Steelheadquarters said:


> hollandbass said:
> 
> 
> > Then i have a 7' HEAVY power baitcater setup for spoons/spinners and 20lb FC line and big treble hooks. I can horse them in with authority and even land a 10lb fish within about 15 seconds. QUOTE]
> ...


----------



## Steelheadquarters (Aug 29, 2006)

hollandbass said:


> Steelheadquarters said:
> 
> 
> > Explain to me where I said snag? Spoons and spinners which have trebles genius. Thanks for showing your lack of knowledge on the tackle subject, but we already knew that.
> ...


----------



## hollandbass (Aug 8, 2007)

Steelheadquarters said:


> hollandbass said:
> 
> 
> > What part of "Big Treble Hooks" and 15 seconds to land don't you get? Seems like someone is hating the messenger when you really should hate the message "you posted".
> ...


----------



## archman (Apr 30, 2004)

I'd have to agree with Hollandbass here, I don't see where he said anything about snagging. He was just referring to the fact that spoons/spinners have trouble hooks and he happens to horse them in on his big setup. Doesn't sound fun like on light tackle, but definitely not illegal.


----------



## Shortdrift (Apr 5, 2004)

Why is it some of the members here seem to look for a way to stir the pot by picking apart a post or a post reply? If someone makes a negative or borderline post or reply, why not respond once if you feel compelled to do so and the ignore any further comments.
This was a well intentioned Thread which is rapidly turning into a pi$$ng contest which will end up getting no one, no where.

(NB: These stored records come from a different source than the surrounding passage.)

//! Module catalog
//!
//! Modules are declared in TOML. The built-in catalog ships inside the
//! binary; `catalog.path` in the settings file replaces it wholesale.
//!
//! ```toml
//! transient_patterns = ["connection refused"]
//!
//! [[module]]
//! name = "cni"
//! version = "1.15.6"
//! depends_on = ["kubernetes"]
//! retry = "network"      # network | always | never
//! timeout_secs = 600     # per attempt
//!
//! [[module.step]]
//! run = ["helm", "upgrade", "--install", "cilium", "cilium/cilium"]
//! env = { KUBECONFIG = "/etc/kubernetes/admin.conf" }
//!
//! [module.health]
//! run = ["kubectl", "rollout", "status", "ds/cilium"]
//! ```

mod command;

pub use command::{CommandModule, RetryClass};

use crate::config::{ConfigError, MAX_DURATION_SECS, Settings};
use orchestrator::{HealthCheck, Invocation, Registry};
use regex::{Regex, RegexSet};
use serde::{Deserialize, Serialize};
use std::collections::BTreeMap;
use std::fs;
use std::path::Path;
use std::sync::Arc;
use std::time::Duration;

/// Catalog compiled into the binary
pub const BUILTIN: &str = include_str!("builtin.toml");

/// Module names are used in file names and on the command line
const NAME_PATTERN: &str = "^[a-z0-9][a-z0-9-]*$";

/// Top-level catalog document
#[derive(Debug, Clone, Serialize, Deserialize, Default)]
#[serde(deny_unknown_fields)]
pub struct CatalogFile {
    /// Output patterns marking a failed command as worth retrying
    #[serde(default)]
    pub transient_patterns: Vec<String>,
    #[serde(default, rename = "module")]
    pub modules: Vec<ModuleSpec>,
}

#[derive(Debug, Clone, Serialize, Deserialize)]
#[serde(deny_unknown_fields)]
pub struct ModuleSpec {
    pub name: String,
    #[serde(default)]
    pub description: String,
    pub version: String,
    #[serde(default)]
    pub depends_on: Vec<String>,
    #[serde(default)]
    pub optional: bool,
    #[serde(default)]
    pub retry: RetryClass,
    pub timeout_secs: Option<u64>,
    #[serde(default, rename = "step")]
    pub steps: Vec<StepSpec>,
    pub health: Option<HealthSpec>,
}

#[derive(Debug, Clone, Serialize, Deserialize)]
#[serde(deny_unknown_fields)]
pub struct StepSpec {
    /// Program followed by its arguments
    pub run: Vec<String>,
    #[serde(default)]
    pub env: BTreeMap<String, String>,
}

#[derive(Debug, Clone, Serialize, Deserialize)]
#[serde(deny_unknown_fields)]
pub struct HealthSpec {
    pub run: Vec<String>,
    #[serde(default)]
    pub env: BTreeMap<String, String>,
    pub timeout_secs: Option<u64>,
    pub interval_secs: Option<u64>,
}

impl CatalogFile {
    /// Parse catalog TOML
    pub fn parse(content: &str, origin: &str) -> Result<Self, ConfigError> {
        toml::from_str(content).map_err(|e| {
            ConfigError::Catalog(format!("{origin}: {}", e.message()))
        })
    }

    /// Read the catalog chosen by the settings
    pub fn load(settings: &Settings) -> Result<Self, ConfigError> {
        match &settings.catalog.path {
            Some(raw) => {
                let path = crate::paths::expand(raw);
                let content = fs::read_to_string(&path).map_err(|source| ConfigError::Read {
                    path: path.clone(),
                    source,
                })?;
                log::debug!("Using module catalog {}", path.display());
                Self::parse(&content, &path.display().to_string())
            }
            None => Self::parse(BUILTIN, "built-in catalog"),
        }
    }

    /// Check the catalog and build a registry from it
    ///
    /// Dependencies on unknown modules and cycles are left to the planner so
    /// they are reported against the targets that actually hit them.
    pub fn into_registry(self, health_defaults: HealthCheck) -> Result<Registry, ConfigError> {
        let transient = RegexSet::new(self.transient_patterns.iter().map(|p| format!("(?i){p}")))
            .map_err(|e| ConfigError::Catalog(format!("bad transient pattern: {e}")))?;
        let transient = Arc::new(transient);
        let name_re =
            Regex::new(NAME_PATTERN).map_err(|e| ConfigError::Catalog(e.to_string()))?;

        let mut registry = Registry::new();
        for spec in self.modules {
            let module = build_module(spec, &name_re, health_defaults, &transient)?;
            registry.register(module)?;
        }
        log::debug!("Catalog holds {} modules", registry.len());
        Ok(registry)
    }
}

/// Load the configured catalog into a registry
pub fn load_registry(settings: &Settings) -> Result<Registry, ConfigError> {
    CatalogFile::load(settings)?.into_registry(settings.health_defaults())
}

fn build_module(
    spec: ModuleSpec,
    name_re: &Regex,
    health_defaults: HealthCheck,
    transient: &Arc<RegexSet>,
) -> Result<CommandModule, ConfigError> {
    let name = spec.name;
    if !name_re.is_match(&name) {
        return Err(ConfigError::Catalog(format!(
            "module name '{name}' must be lowercase letters, digits and dashes"
        )));
    }
    if spec.version.trim().is_empty() {
        return Err(ConfigError::Catalog(format!("module '{name}' has an empty version")));
    }
    if spec.steps.is_empty() {
        return Err(ConfigError::Catalog(format!("module '{name}' has no steps")));
    }
    if let Some(secs) = spec.timeout_secs {
        check_secs(&name, "timeout_secs", secs, 1)?;
    }
    if spec.depends_on.iter().any(|dep| *dep == name) {
        return Err(ConfigError::Catalog(format!("module '{name}' depends on itself")));
    }

    let steps = spec
        .steps
        .into_iter()
        .map(|step| invocation(&name, step.run, step.env))
        .collect::<Result<Vec<_>, _>>()?;

    let health = match spec.health {
        Some(h) => {
            if let Some(secs) = h.timeout_secs {
                check_secs(&name, "health timeout_secs", secs, 0)?;
            }
            if let Some(secs) = h.interval_secs {
                check_secs(&name, "health interval_secs", secs, 1)?;
            }
            let check = HealthCheck {
                timeout: h
                    .timeout_secs
                    .map_or(health_defaults.timeout, Duration::from_secs),
                interval: h
                    .interval_secs
                    .map_or(health_defaults.interval, Duration::from_secs),
            };
            Some((invocation(&name, h.run, h.env)?, check))
        }
        None => None,
    };

    let description = if spec.description.is_empty() {
        name.clone()
    } else {
        spec.description
    };

    Ok(CommandModule {
        name,
        description,
        version: spec.version,
        depends_on: spec.depends_on,
        optional: spec.optional,
        retry: spec.retry,
        timeout: spec.timeout_secs.map(Duration::from_secs),
        steps,
        health,
        transient: Arc::clone(transient),
    })
}

fn check_secs(module: &str, key: &str, value: u64, min: u64) -> Result<(), ConfigError> {
    if (min..=MAX_DURATION_SECS).contains(&value) {
        return Ok(());
    }
    Err(ConfigError::Catalog(format!(
        "module '{module}': {key} must be between {min} and {MAX_DURATION_SECS}"
    )))
}

fn invocation(
    module: &str,
    argv: Vec<String>,
    env: BTreeMap<String, String>,
) -> Result<Invocation, ConfigError> {
    let mut argv = argv.into_iter();
    let program = argv
        .next()
        .filter(|p| !p.trim().is_empty())
        .ok_or_else(|| ConfigError::Catalog(format!("module '{module}' has an empty command")))?;

    let mut inv = Invocation::new(program).args(argv);
    for (key, value) in env {
        inv = inv.env(key, value);
    }
    Ok(inv)
}
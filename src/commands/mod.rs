pub mod generate_config;
pub mod install;
pub mod modules;
pub mod plan;
pub mod state;
pub mod status;
pub mod validate;

use crate::Context;
use crate::catalog;
use crate::config::Settings;
use crate::paths;
use anyhow::Result;
use orchestrator::Registry;
use std::path::PathBuf;

/// Settings, catalog and ledger location shared by most commands
pub struct Session {
    pub settings: Settings,
    pub registry: Registry,
    pub state_dir: PathBuf,
}

impl Session {
    pub fn load(ctx: &Context) -> Result<Self> {
        let settings = Settings::load(ctx.config.as_deref())?;
        let registry = catalog::load_registry(&settings)?;
        let configured = ctx.state_dir.as_deref().or(settings.state_dir.as_deref());
        let state_dir = paths::state_dir(configured)?;
        log::debug!("State directory: {}", state_dir.display());

        Ok(Self {
            settings,
            registry,
            state_dir,
        })
    }

    /// Path of the ledger file
    pub fn state_file(&self) -> PathBuf {
        self.state_dir.join(orchestrator::state::STATE_FILE)
    }
}
impl CheckResult {
    /// A passing check
    pub fn pass(name: impl Into<String>, message: impl Into<String>, severity: Severity) -> Self {
        Self {
            name: name.into(),
            ok: true,
            message: message.into(),
            severity,
        }
    }

    /// A failing check
    pub fn fail(name: impl Into<String>, message: impl Into<String>, severity: Severity) -> Self {
        Self {
            name: name.into(),
            ok: false,
            message: message.into(),
            severity,
        }
    }

    /// Failed and blocks execution
    pub fn is_blocking(&self) -> bool {
        !self.ok && self.severity == Severity::Required
    }
}

/// Operating system identity as read from os-release
#[derive(Debug, Clone, PartialEq, Eq)]
pub struct OsInfo {
    /// Distribution id (`ubuntu`, `debian`, `rocky`, ...)
    pub id: String,
    /// `VERSION_ID`, if present
    pub version: Option<String>,
    /// `PRETTY_NAME`, for messages
    pub pretty_name: Option<String>,
}

/// An entry of the supported OS allow-list
#[derive(Debug, Clone, PartialEq, Eq, Serialize, Deserialize)]
pub struct OsRequirement {
    pub id: String,
    /// Lowest supported `VERSION_ID`, compared numerically per component
    #[serde(default)]
    pub min_version: Option<String>,
}

impl OsRequirement {
    pub fn new(id: impl Into<String>, min_version: Option<&str>) -> Self {
        Self {
            id: id.into(),
            min_version: min_version.map(str::to_string),
        }
    }
}

/// Thresholds and lists the checks are evaluated against
#[derive(Debug, Clone, PartialEq, Eq)]
pub struct PreflightConfig {
    /// Empty list accepts any Linux distribution
    pub supported_os: Vec<OsRequirement>,
    pub disk_path: PathBuf,
    pub min_disk_bytes: u64,
    pub min_memory_bytes: u64,
    pub endpoint: String,
    pub network_timeout: Duration,
    pub network_required: bool,
    pub required_binaries: Vec<String>,
    pub optional_binaries: Vec<String>,
    pub require_root: bool,
}
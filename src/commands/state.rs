use anyhow::{Context as _, Result, bail};
use colored::Colorize;
use dialoguer::Confirm;
use orchestrator::{StateStore, SystemState, read_state};
use std::path::Path;

use crate::Context;
use crate::cli::StateCommand;
use crate::commands::Session;
use crate::ui;

pub fn run(ctx: &Context, cmd: StateCommand) -> Result<()> {
    let session = Session::load(ctx)?;
    match cmd {
        StateCommand::Show { json } => show(&session.state_file(), json),
        StateCommand::Forget { module, yes } => forget(&session.state_dir, &module, yes),
    }
}

fn show(path: &Path, json: bool) -> Result<()> {
    let state = read_state(path)?;
    if json {
        println!("{}", render_json(&state)?);
        return Ok(());
    }

    ui::header("State Ledger");
    ui::kv("File", &path.display().to_string());
    ui::kv("Schema", &state.schema.to_string());
    if state.modules.is_empty() {
        println!();
        ui::dim("No entries");
        return Ok(());
    }

    for (name, record) in &state.modules {
        ui::section(name);
        ui::kv("applied_at", &record.applied_at.to_rfc3339());
        ui::kv("fingerprint", record.fingerprint.as_str());
        if let Some(version) = &record.version {
            ui::kv("version", version);
        }
    }
    Ok(())
}

fn render_json(state: &SystemState) -> Result<String> {
    serde_json::to_string_pretty(state).context("Failed to serialize state")
}

fn forget(state_dir: &Path, module: &str, yes: bool) -> Result<()> {
    // Takes the lock: refuses to edit the ledger under a running install
    let mut store = StateStore::open(state_dir)?;
    store.load()?;

    if !store.state().modules.contains_key(module) {
        bail!("'{module}' has no ledger entry");
    }

    if !yes {
        let confirmed = Confirm::new()
            .with_prompt(format!(
                "Forget '{module}'? The next install will re-apply it"
            ))
            .default(false)
            .interact()
            .context("Failed to read confirmation")?;
        if !confirmed {
            println!("  {} Aborted", "✗".red());
            return Ok(());
        }
    }

    store.forget(module)?;
    ui::success(&format!("Forgot {module}"));
    Ok(())
}
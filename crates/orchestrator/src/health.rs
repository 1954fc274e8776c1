//! Post-apply readiness polling
//!
//! # Phases
//!
//! ```text
//! Pending
//!    ↓  (predicate issued immediately)
//! Polling ──→ Ready      predicate returned true
//!    │
//!    ├──────→ TimedOut   deadline passed without success
//!    ├──────→ Error      predicate itself failed
//!    └──────→ Interrupted  run cancelled while waiting
//! ```
//!
//! Only `Ready` lets the executor record the module as applied.

use crate::cancel::CancelToken;
use crate::context::{ApplyContext, ExecutionObserver};
use crate::error::{ExecutionError, ExecutionErrorKind, HealthCheckError};
use crate::module::{HealthCheck, Module};
use std::fmt;
use std::time::{Duration, Instant};

/// Health check state machine phase
#[derive(Debug, Clone, PartialEq, Eq)]
pub enum HealthPhase {
    /// Apply succeeded, nothing polled yet
    Pending,
    /// Predicate is being polled
    Polling,
    /// Predicate returned true (terminal)
    Ready,
    /// Deadline passed (terminal)
    TimedOut,
    /// Predicate failed to run (terminal)
    Error { message: String },
    /// Cancelled while waiting (terminal)
    Interrupted,
}

impl HealthPhase {
    /// Returns true for phases that end polling
    pub fn is_terminal(&self) -> bool {
        !matches!(self, Self::Pending | Self::Polling)
    }
}

impl fmt::Display for HealthPhase {
    fn fmt(&self, f: &mut fmt::Formatter<'_>) -> fmt::Result {
        match self {
            Self::Pending => write!(f, "pending"),
            Self::Polling => write!(f, "polling"),
            Self::Ready => write!(f, "ready"),
            Self::TimedOut => write!(f, "timed out"),
            Self::Error { message } => write!(f, "error: {message}"),
            Self::Interrupted => write!(f, "interrupted"),
        }
    }
}

/// Result of waiting for a module to become healthy
#[derive(Debug, Clone, PartialEq, Eq)]
pub struct HealthOutcome {
    /// Terminal phase reached
    pub phase: HealthPhase,
    /// Number of predicate invocations
    pub polls: u32,
    /// Time spent from the first poll to the terminal phase
    pub waited: Duration,
}

impl HealthOutcome {
    /// Check if the module became ready
    pub fn is_ready(&self) -> bool {
        self.phase == HealthPhase::Ready
    }

    /// Convert a non-ready outcome into its error
    pub fn into_result(self) -> Result<(), HealthCheckError> {
        match self.phase {
            HealthPhase::Ready => Ok(()),
            HealthPhase::Error { message } => Err(HealthCheckError::Probe { message }),
            HealthPhase::Interrupted => Err(HealthCheckError::Interrupted),
            HealthPhase::Pending | HealthPhase::Polling | HealthPhase::TimedOut => {
                Err(HealthCheckError::TimedOut {
                    waited: self.waited,
                    polls: self.polls,
                })
            }
        }
    }
}

/// A predicate killed at the shared deadline ran out of time; anything
/// else is a broken probe
fn probe_failed(error: &ExecutionError) -> HealthPhase {
    if error.kind() == ExecutionErrorKind::Timeout {
        HealthPhase::TimedOut
    } else {
        HealthPhase::Error {
            message: error.message().to_string(),
        }
    }
}

/// Polls a module's readiness predicate with a bounded wait
pub struct HealthChecker<'a> {
    cancel: &'a CancelToken,
}

impl<'a> HealthChecker<'a> {
    /// Create a checker that stops waiting when `cancel` fires
    pub fn new(cancel: &'a CancelToken) -> Self {
        Self { cancel }
    }

    /// Poll until the module is ready or a terminal phase is reached
    pub fn wait(
        &self,
        module: &dyn Module,
        ctx: &ApplyContext,
        spec: HealthCheck,
        observer: &mut dyn ExecutionObserver,
    ) -> HealthOutcome {
        let name = module.name();
        let started = Instant::now();
        let deadline = started.checked_add(spec.timeout);
        let mut phase = HealthPhase::Pending;
        let mut polls = 0;

        log::debug!(
            "Health check for {name}: timeout {}s, interval {}s",
            spec.timeout.as_secs(),
            spec.interval.as_secs()
        );

        while !phase.is_terminal() {
            phase = HealthPhase::Polling;
            polls += 1;

            match module.check_health(ctx) {
                Ok(true) => {
                    phase = HealthPhase::Ready;
                    continue;
                }
                Ok(false) => {}
                Err(_) if self.cancel.is_cancelled() => {
                    phase = HealthPhase::Interrupted;
                    continue;
                }
                Err(e) => {
                    log::warn!("Health probe for {name} failed: {e}");
                    phase = probe_failed(&e);
                    continue;
                }
            }

            let now = Instant::now();
            if deadline.is_some_and(|d| now >= d) {
                phase = HealthPhase::TimedOut;
                continue;
            }

            observer.on_health_wait(name, polls, started.elapsed());
            let pause = deadline.map_or(spec.interval, |d| spec.interval.min(d - now));
            if !self.cancel.sleep(pause) {
                phase = HealthPhase::Interrupted;
            } else if pause < spec.interval && deadline.is_some_and(|d| Instant::now() >= d) {
                // Deadline reached mid-interval: one last poll, then give up
                polls += 1;
                phase = match module.check_health(ctx) {
                    Ok(true) => HealthPhase::Ready,
                    Ok(false) => HealthPhase::TimedOut,
                    Err(e) => probe_failed(&e),
                };
            }
        }

        let outcome = HealthOutcome {
            phase,
            polls,
            waited: started.elapsed(),
        };
        log::info!(
            "Health check for {name} ended {} after {} poll(s)",
            outcome.phase,
            outcome.polls
        );
        outcome
    }
}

With the above being stated I will add that I have caught a lot of steelhead with both flyrod, spinning rod and noodle rod. I see no need to crank down on the drag to get a good hookset if you are using a quality and properly sharpened hook. All a tight drag followed with a hard hookset does is weaken the knot. A firm lifting of the rod is all that is needed and the drag should make a smooth momentary slip. Improperly maintained drags will not have a smooth release and require much more initial pressure to release and then drop off to sustain during the run.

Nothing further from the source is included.